Hi everyone, after 5 months I still don't know if "chips" (Rhode Island Red) is male or female. Can anyone detect or tell me what to look for?


----------



## BigECart (Jul 12, 2012)

I love playing "guess-the-sex". Since no one has replied yet, I Sam's going to guess pullet based on no saddle feathers and rounded tail feathers. I am very much a newbie though, so am eager to hear what the experts say.


----------



## annlouise (Jul 29, 2012)

I would guess pullet but I'm no expert and still trying to sex my 12 week old chicks......


----------



## 7chicks (Jun 29, 2012)

Looks like a female.


----------



## grgfishkeeper (Oct 15, 2012)

From my understanding i could be wrong but if there comb falls over at that age is a hen seems to work for me


----------



## fuzziebutt (Aug 7, 2012)

She's a doll!! Watch for her to start laying soon!!


----------



## patlet (Oct 4, 2012)

What a lovely lady.


----------



## Roslyn (Jun 21, 2012)

Yup hen. I have a RIR with a very large comb and I named her Charlie just because her comb is more masculine than the other RIR's. However Big Red has a HUGE comb and he is very obviously male. Even at a younger age, the tail and saddle feathers do give them away.


----------



## dragonhorseman (Nov 7, 2012)

Well thanks for the feedback people.
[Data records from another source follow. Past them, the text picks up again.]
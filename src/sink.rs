//! Sink contract: where a follower delivers lines and lifecycle events.

use crate::error::ErrorKind;
use serde::Serialize;
use tokio::sync::mpsc;

/// Why a session ended.
#[derive(Debug, Clone, Copy, PartialEq, Eq, Serialize)]
#[serde(rename_all = "snake_case")]
pub enum StopReason {
    /// The caller asked the session to stop.
    Cancelled,
    /// A non-recoverable error ended the session.
    Failed,
}

/// Consumer of follower output.
///
/// Called from the follower's thread, one event at a time. A slow sink slows
/// the follower down but never causes events to be dropped.
pub trait Sink {
    fn on_line(&mut self, text: &str);
    /// The file shrank and following restarts; a discontinuity marker.
    fn on_truncated(&mut self);
    fn on_error(&mut self, kind: ErrorKind, message: &str);
    /// Always the last call of a session.
    fn on_stopped(&mut self, reason: StopReason);
}

/// One sink call, as a value.
#[derive(Debug, Clone, PartialEq, Eq, Serialize)]
#[serde(tag = "event", rename_all = "snake_case")]
pub enum FollowEvent {
    Line { text: String },
    Truncated,
    Error { kind: ErrorKind, message: String },
    Stopped { reason: StopReason },
}

impl FollowEvent {
    /// Replay this event into `sink`.
    pub fn dispatch<S: Sink + ?Sized>(&self, sink: &mut S) {
        match self {
            FollowEvent::Line { text } => sink.on_line(text),
            FollowEvent::Truncated => sink.on_truncated(),
            FollowEvent::Error { kind, message } => sink.on_error(*kind, message),
            FollowEvent::Stopped { reason } => sink.on_stopped(*reason),
        }
    }
}

/// Sink that forwards events over a bounded tokio channel.
///
/// Must be driven from a non-async thread: `blocking_send` waits for room,
/// which is the back-pressure toward the follower.
pub struct ChannelSink {
    tx: mpsc::Sender<FollowEvent>,
    closed: bool,
}

impl ChannelSink {
    pub fn new(tx: mpsc::Sender<FollowEvent>) -> Self {
        Self { tx, closed: false }
    }

    fn send(&mut self, event: FollowEvent) {
        if self.closed {
            return;
        }
        if self.tx.blocking_send(event).is_err() {
            tracing::debug!("event receiver dropped; discarding further events");
            self.closed = true;
        }
    }
}

impl Sink for ChannelSink {
    fn on_line(&mut self, text: &str) {
        self.send(FollowEvent::Line {
            text: text.to_string(),
        });
    }

    fn on_truncated(&mut self) {
        self.send(FollowEvent::Truncated);
    }

    fn on_error(&mut self, kind: ErrorKind, message: &str) {
        self.send(FollowEvent::Error {
            kind,
            message: message.to_string(),
        });
    }

    fn on_stopped(&mut self, reason: StopReason) {
        self.send(FollowEvent::Stopped { reason });
    }
}

/// Sink that records every event, for tests.
#[cfg(test)]
#[derive(Debug, Clone, Default)]
pub(crate) struct RecordingSink {
    events: std::sync::Arc<std::sync::Mutex<Vec<FollowEvent>>>,
}

#[cfg(test)]
impl RecordingSink {
    pub fn events(&self) -> Vec<FollowEvent> {
        self.events.lock().unwrap().clone()
    }

    pub fn lines(&self) -> Vec<String> {
        self.events()
            .into_iter()
            .filter_map(|e| match e {
                FollowEvent::Line { text } => Some(text),
                _ => None,
            })
            .collect()
    }

    /// Poll until `pred` holds or `timeout` passes.
    pub fn wait_for(
        &self,
        timeout: std::time::Duration,
        pred: impl Fn(&[FollowEvent]) -> bool,
    ) -> bool {
        let deadline = std::time::Instant::now() + timeout;
        loop {
            if pred(&self.events.lock().unwrap()) {
                return true;
            }
            if std::time::Instant::now() >= deadline {
                return false;
            }
            std::thread::sleep(std::time::Duration::from_millis(5));
        }
    }

    fn push(&self, event: FollowEvent) {
        self.events.lock().unwrap().push(event);
    }
}

#[cfg(test)]
impl Sink for RecordingSink {
    fn on_line(&mut self, text: &str) {
        self.push(FollowEvent::Line {
            text: text.to_string(),
        });
    }

    fn on_truncated(&mut self) {
        self.push(FollowEvent::Truncated);
    }

    fn on_error(&mut self, kind: ErrorKind, message: &str) {
        self.push(FollowEvent::Error {
            kind,
            message: message.to_string(),
        });
    }

    fn on_stopped(&mut self, reason: StopReason) {
        self.push(FollowEvent::Stopped { reason });
    }
}

#[cfg(test)]
mod tests {
    use super::*;

    #[test]
    fn test_event_json_shape() {
        let json = serde_json::to_string(&FollowEvent::Line {
            text: "hi".to_string(),
        })
        .unwrap();
        assert_eq!(json, r#"{"event":"line","text":"hi"}"#);

        let json = serde_json::to_string(&FollowEvent::Stopped {
            reason: StopReason::Cancelled,
        })
        .unwrap();
        assert_eq!(json, r#"{"event":"stopped","reason":"cancelled"}"#);
    }

    #[test]
    fn test_dispatch_round_trips_into_sink() {
        let mut sink = RecordingSink::default();
        let events = vec![
            FollowEvent::Line {
                text: "a".to_string(),
            },
            FollowEvent::Truncated,
            FollowEvent::Error {
                kind: ErrorKind::Io,
                message: "x".to_string(),
            },
            FollowEvent::Stopped {
                reason: StopReason::Failed,
            },
        ];
        for event in &events {
            event.dispatch(&mut sink);
        }
        assert_eq!(sink.events(), events);
    }

    #[test]
    fn test_channel_sink_preserves_order() {
        let (tx, mut rx) = mpsc::channel(1);
        let producer = std::thread::spawn(move || {
            let mut sink = ChannelSink::new(tx);
            for i in 0..50 {
                sink.on_line(&i.to_string());
            }
            sink.on_stopped(StopReason::Cancelled);
        });

        let mut received = Vec::new();
        while let Some(event) = rx.blocking_recv() {
            received.push(event);
        }
        producer.join().unwrap();

        assert_eq!(received.len(), 51);
        for (i, event) in received.iter().take(50).enumerate() {
            assert_eq!(
                event,
                &FollowEvent::Line {
                    text: i.to_string()
                }
            );
        }
    }

    #[test]
    fn test_channel_sink_tolerates_dropped_receiver() {
        let (tx, rx) = mpsc::channel(1);
        drop(rx);
        let mut sink = ChannelSink::new(tx);
        sink.on_line("ignored");
        sink.on_stopped(StopReason::Cancelled);
    }
}
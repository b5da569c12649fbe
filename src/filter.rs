//! Line filter: forward only lines matching a pattern.
//!
//! Truncation, error and stop events always pass through so the consumer
//! still sees every discontinuity.

use crate::error::ErrorKind;
use crate::sink::{Sink, StopReason};
use regex::{Regex, RegexBuilder};

#[derive(Debug, Clone)]
pub struct LineFilter {
    regex: Regex,
}

impl LineFilter {
    /// Build a filter. Matching is case-insensitive unless `case_sensitive`;
    /// with `fixed` the pattern is a literal substring.
    pub fn new(pattern: &str, case_sensitive: bool, fixed: bool) -> Result<Self, regex::Error> {
        let source = if fixed {
            regex::escape(pattern)
        } else {
            pattern.to_string()
        };
        let regex = RegexBuilder::new(&source)
            .case_insensitive(!case_sensitive)
            .build()?;
        Ok(Self { regex })
    }

    pub fn matches(&self, line: &str) -> bool {
        self.regex.is_match(line)
    }
}

pub struct FilterSink<S> {
    inner: S,
    filter: LineFilter,
    seen: u64,
    matched: u64,
}

impl<S: Sink> FilterSink<S> {
    pub fn new(inner: S, filter: LineFilter) -> Self {
        Self {
            inner,
            filter,
            seen: 0,
            matched: 0,
        }
    }
}

impl<S: Sink> Sink for FilterSink<S> {
    fn on_line(&mut self, text: &str) {
        self.seen += 1;
        if self.filter.matches(text) {
            self.matched += 1;
            self.inner.on_line(text);
        }
    }

    fn on_truncated(&mut self) {
        self.inner.on_truncated();
    }

    fn on_error(&mut self, kind: ErrorKind, message: &str) {
        self.inner.on_error(kind, message);
    }

    fn on_stopped(&mut self, reason: StopReason) {
        tracing::debug!(seen = self.seen, matched = self.matched, "line filter summary");
        self.inner.on_stopped(reason);
    }
}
I guess I have to brace myself for more eggs than I had planned. This is good news!


----------



## dragonhorseman (Nov 7, 2012)

Thanks for your help people. She is a she. She started laying! So that's that!!!


----------



## robopetz (Oct 16, 2012)

Yay, congrats!


----------



## fuzziebutt (Aug 7, 2012)

Ok, that narrows it down...


----------



## Chicken_gal (Jan 29, 2013)

She's so cute!


----------